Clutching at the tail of this reasoning, one would be induced to the conclusion
that user of a building for running a common gaming house (or for any immoral
or illegal purpose) would be user for a 'charitable' purpose provided the
income of the common gaming house is utilised for a charitable purpose. The
argument deserves no further scrutiny and must be rejected outright. No further
exercise need be undertaken in order to find out whether or not Section
202(1)(b) is attracted in the facts of the present matter. The judgment of the
High Court in so far as the High Court holds that Section 202(1)(b) is
attracted must therefore be reversed and set aside. We are of the opinion that
the user of the premises for the Race Course Club will not constitute
occupation or user for a charitable purpose within the meaning of Section
202(1)(b) and the Race Course Club will not be entitled to claim exemption from
levy of general tax.
Two
other questions have been agitated by the Appellant Municipal Corporation.

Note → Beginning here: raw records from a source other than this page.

#![allow(dead_code)]

use std::sync::Arc;

use axum::Router;
use axum::body::Body;
use axum::http::header::{AUTHORIZATION, CONTENT_TYPE};
use axum::http::{Method, Request, StatusCode};
use http_body_util::BodyExt;
use serde_json::{Value, json};
use tower::ServiceExt;
use uuid::Uuid;

use hirelane_api::auth::{AppStateInner, create_token};
use hirelane_api::repository::Repository;
use hirelane_api::router::router;
use hirelane_db::Database;
use hirelane_types::models::Role;

pub const TEST_SECRET: &str = "integration-test-secret";

/// The real router over a private in-memory database.
pub struct TestApp {
    pub router: Router,
    pub db: Arc<Database>,
}

/// A seeded account and a valid access token for it.
pub struct Account {
    pub id: Uuid,
    pub token: String,
}

impl TestApp {
    pub fn new() -> Self {
        let db = Arc::new(Database::open_in_memory().unwrap());
        let state = AppStateInner::new(
            db.clone(),
            TEST_SECRET.to_string(),
            chrono::Duration::hours(1),
        );
        Self {
            router: router(state),
            db,
        }
    }

    /// Insert a user directly, skipping password hashing.
    pub fn account(&self, fullname: &str, role: Role) -> Account {
        let email = format!("{}@example.com", fullname.to_lowercase().replace(' ', "."));
        let user = Repository::create_user(&*self.db, fullname, &email, "not-a-real-hash", role)
            .unwrap()
            .unwrap();
        let token = create_token(TEST_SECRET, user.id, role, chrono::Duration::hours(1)).unwrap();
        Account { id: user.id, token }
    }

    pub async fn get(&self, uri: &str, token: Option<&str>) -> (StatusCode, Value) {
        self.send(Method::GET, uri, token, None).await
    }

    pub async fn post(&self, uri: &str, token: Option<&str>, body: Value) -> (StatusCode, Value) {
        self.send(Method::POST, uri, token, Some(body)).await
    }

    pub async fn send(
        &self,
        method: Method,
        uri: &str,
        token: Option<&str>,
        body: Option<Value>,
    ) -> (StatusCode, Value) {
        let mut builder = Request::builder().method(method).uri(uri);
        if let Some(token) = token {
            builder = builder.header(AUTHORIZATION, format!("Bearer {token}"));
        }
        let body = match body {
            Some(json) => {
                builder = builder.header(CONTENT_TYPE, "application/json");
                Body::from(json.to_string())
            }
            None => Body::empty(),
        };

        let response = self
            .router
            .clone()
            .oneshot(builder.body(body).unwrap())
            .await
            .unwrap();

        let status = response.status();
        let bytes = response.into_body().collect().await.unwrap().to_bytes();
        let json = if bytes.is_empty() {
            Value::Null
        } else {
            serde_json::from_slice(&bytes).unwrap()
        };
        (status, json)
    }

    /// Register a company for `owner` and post one job under it. Returns the job id.
    pub async fn posted_job(&self, owner: &Account, company_name: &str) -> String {
        let (status, json) = self
            .post(
                "/api/v1/company/register",
                Some(&owner.token),
                json!({ "companyName": company_name }),
            )
            .await;
        assert_eq!(status, StatusCode::CREATED, "{json}");
        let company_id = json["company"]["id"].as_str().unwrap().to_string();

        let (status, json) = self
            .post(
                "/api/v1/job/post",
                Some(&owner.token),
                json!({
                    "title": "Backend Engineer",
                    "description": "Own the hiring pipeline",
                    "companyId": company_id,
                }),
            )
            .await;
        assert_eq!(status, StatusCode::CREATED, "{json}");
        json["job"]["id"].as_str().unwrap().to_string()
    }
}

First, whether the general tax could have been lawfully levied for the
assessment year 1966-67.
The
High Court has rightly taken a view adverse to the appellant on an appreciation
of evidence. We do not see any fallacy in the reasoning of the High Court. We
therefore do not propose to disturb the finding recorded by the High Court in
so far as this question is concerned. Secondly, as regards the valuation of the
property. The learned Judge of the Small Causes Court has valued the property
at Rs.4 lakhs. The valuation made by the Small Causes Court has been confirmed
by the High 199 Court. We see no reason to interfere with the valuation as made
by the Small Causes Court and confirmed by the High Court. Accordingly, in so
far as these two points are concerned, the decision rendered by the High Court
must be confirmed.
The
appeals are therefore partly allowed to the afore said extent. The order passed
by the High Court in so far as it is held that the property is exempt from levy
of general tax under Section 202(1)(b) is' set aside. The appellant would be
entitled to levy general tax from 1967-68 onwards in accordance with law. The
appeals are partly allowed to this extent. There will be no order as to costs.
A.P.J.
Appeals allowed.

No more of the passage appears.